Date de publication : 23 juin 2015 à 10:00

Le marché du parfum, mature et saturé, peine à se renouveler. Si les ventes en France ont progressé de 0.2% en valeur en 2014 – de 0.6% pour les ventes de parfums féminins – les ventes en volume ont reculé de 4.2%. Ainsi, la relative croissance du marché de la parfumerie est due à une hausse des prix des produits.

Et pour autant, comme le rappelle Nicolas Olczyk dans sa dernière analyse des tendances du marché, de nombreux consommateurs manifestent une insatisfaction relative au rapport qualité-prix du parfum : les produits seraient trop chers pour une qualité moindre.

 

I. Les tendances du marché

 

Le classement des meilleures ventes françaises de parfums féminins en 2014 conduit à s’interroger sur les attentes des consommateurs :

  1. Lancôme : La vie est belle
  2. Dior : J’adore
  3. Guerlain : La petite Robe noire
  4. Chanel : Coco Mademoiselle
  5. Chanel : N°5

J’adore de Dior a été détrôné de sa place de n°1 des ventes pour la première fois depuis 4 ans par La Vie Est Belle.

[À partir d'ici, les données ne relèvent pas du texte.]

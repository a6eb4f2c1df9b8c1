pub mod domain;
pub mod dto;

use chrono::{DateTime, NaiveDateTime, Utc};
use serde::{de::Error as _, Deserialize, Deserializer};
use serde_json::Value;

/// Backend ids arrive as strings or bare numbers depending on the table.
pub(crate) fn string_or_number<'de, D>(deserializer: D) -> Result<Option<String>, D::Error>
where
    D: Deserializer<'de>,
{
    let value = Option::<Value>::deserialize(deserializer)?;
    Ok(value.as_ref().and_then(value_to_string))
}

pub(crate) fn id_string<'de, D>(deserializer: D) -> Result<String, D::Error>
where
    D: Deserializer<'de>,
{
    let value = Value::deserialize(deserializer)?;
    value_to_string(&value).ok_or_else(|| D::Error::custom("expected a string or numeric id"))
}

/// RFC 3339 timestamps, or ones without an offset which are taken as UTC.
pub(crate) fn utc_timestamp<'de, D>(deserializer: D) -> Result<DateTime<Utc>, D::Error>
where
    D: Deserializer<'de>,
{
    let raw = String::deserialize(deserializer)?;
    parse_utc(&raw).ok_or_else(|| D::Error::custom(format!("invalid timestamp '{}'", raw)))
}

fn parse_utc(raw: &str) -> Option<DateTime<Utc>> {
    if let Ok(stamped) = DateTime::parse_from_rfc3339(raw) {
        return Some(stamped.with_timezone(&Utc));
    }
    raw.parse::<NaiveDateTime>().ok().map(|naive| naive.and_utc())
}

pub(crate) fn value_to_string(value: &Value) -> Option<String> {
    match value {
        Value::String(s) => Some(s.clone()),
        Value::Number(n) => Some(n.to_string()),
        _ => None,
    }
}

#[cfg(test)]
mod tests {
    use super::*;
    use serde::Deserialize;

    #[derive(Deserialize)]
    struct Row {
        #[serde(deserialize_with = "id_string")]
        id: String,
        #[serde(default, deserialize_with = "string_or_number")]
        owner: Option<String>,
    }

    #[test]
    fn test_ids_accept_strings_and_numbers() {
        let row: Row = serde_json::from_str(r#"{"id": 12, "owner": "abc"}"#).unwrap();
        assert_eq!(row.id, "12");
        assert_eq!(row.owner.as_deref(), Some("abc"));

        let row: Row = serde_json::from_str(r#"{"id": "c-1", "owner": null}"#).unwrap();
        assert_eq!(row.id, "c-1");
        assert!(row.owner.is_none());
    }

    #[derive(Deserialize)]
    struct Stamped {
        #[serde(deserialize_with = "utc_timestamp")]
        at: DateTime<Utc>,
    }

    #[test]
    fn test_timestamps_with_and_without_offset() {
        let expected = "2025-03-01T10:30:00Z".parse::<DateTime<Utc>>().unwrap();

        for raw in ["2025-03-01T10:30:00Z", "2025-03-01T12:30:00+02:00", "2025-03-01T10:30:00"] {
            let row: Stamped = serde_json::from_value(serde_json::json!({ "at": raw })).unwrap();
            assert_eq!(row.at, expected, "{}", raw);
        }

        let row: Stamped = serde_json::from_str(r#"{"at": "2025-03-01T10:30:00.1234567"}"#).unwrap();
        assert_eq!(row.at.timestamp(), expected.timestamp());
    }

    #[test]
    fn test_timestamp_rejects_garbage() {
        assert!(serde_json::from_str::<Stamped>(r#"{"at": "yesterday"}"#).is_err());
    }

    #[test]
    fn test_id_rejects_objects() {
        let parsed = serde_json::from_str::<Row>(r#"{"id": {"nested": true}}"#);
        assert!(parsed.is_err());
    }
}
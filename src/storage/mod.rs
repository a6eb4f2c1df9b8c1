pub mod file;
pub mod memory;

pub use file::FileStorage;
pub use memory::MemoryStorage;

use crate::errors::AppResult;

/// String slots that outlive a single client process when backed by disk.
#[cfg_attr(test, mockall::automock)]
pub trait KeyValueStorage: Send + Sync {
    fn get(&self, key: &str) -> AppResult<Option<String>>;
    fn set(&self, key: &str, value: &str) -> AppResult<()>;
    fn remove(&self, key: &str) -> AppResult<()>;
}
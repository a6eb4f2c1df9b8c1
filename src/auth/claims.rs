use chrono::{DateTime, TimeZone, Utc};
use serde_json::{Map, Value};

use crate::models::{domain::user::Role, value_to_string};

pub const ROLE_CLAIM: &str = "http://schemas.microsoft.com/ws/2008/06/identity/claims/role";
pub const NAME_IDENTIFIER_CLAIM: &str =
    "http://schemas.xmlsoap.org/ws/2005/05/identity/claims/nameidentifier";

/// Identity carried by a token payload. Nothing here has been verified.
#[derive(Debug, Clone, PartialEq, Eq)]
pub struct TokenClaims {
    pub subject_id: Option<String>,
    pub role: Option<Role>,
    pub expires_at: Option<DateTime<Utc>>,
}

impl TokenClaims {
    pub fn from_payload(payload: &Map<String, Value>) -> Self {
        let role = payload
            .get(ROLE_CLAIM)
            .or_else(|| payload.get("role"))
            .and_then(role_from_value);

        let subject_id = payload
            .get(NAME_IDENTIFIER_CLAIM)
            .or_else(|| payload.get("sub"))
            .and_then(value_to_string);

        let expires_at = payload
            .get("exp")
            .and_then(|exp| exp.as_i64().or_else(|| exp.as_f64().map(|f| f as i64)))
            .and_then(|secs| Utc.timestamp_opt(secs, 0).single());

        TokenClaims {
            subject_id,
            role,
            expires_at,
        }
    }

    /// A token without `exp` never expires on the client side.
    pub fn is_expired(&self, now: DateTime<Utc>) -> bool {
        self.expires_at.is_some_and(|exp| exp <= now)
    }
}

/// Role claims are a string, or an array when the user holds several roles.
fn role_from_value(value: &Value) -> Option<Role> {
    match value {
        Value::String(s) => parse_role(s),
        Value::Array(items) => items.iter().filter_map(Value::as_str).find_map(parse_role),
        _ => None,
    }
}

fn parse_role(raw: &str) -> Option<Role> {
    match raw.parse() {
        Ok(role) => Some(role),
        Err(e) => {
            log::warn!("Ignoring role claim: {}", e);
            None
        }
    }
}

Cette fragrance extrêmement sucrée, particulièrement puissante et concentrée est pourtant largement décriée par les passionnés.

Parallèlement, la multiplication des déclinaisons de parfums en version « intense » ou « extrême » rejoint notre constat initial : les consommateurs veulent « en avoir pour leur argent ».

Ce classement traduit également l’engouement croissant pour les fragrances gourmandes et régressives, certainement imputable au contexte économique difficile. Ces senteurs se voudraient rassurantes, enveloppantes et liées à l’enfance. Par ailleurs, certains sites de passionnés, Poivre Bleu par exemple, arguent que ces parfums tiendraient lieu de gourmandises sans effets sur la ligne, dans une société moderne où restrictions et privations sont le lot quotidien de nombreux actifs.

Force est de constater que le matraquage marketing entourant l’univers de la création olfactive ne semble plus suffire à convaincre le consommateur. La nouvelle campagne de Chanel dédiée au légendaire Numéro 5 mettant en scène Gisèle Bündchen dans le rôle d’une femme moderne et active n’a pas empêché la chute des ventes de ce joyau datant de 1921.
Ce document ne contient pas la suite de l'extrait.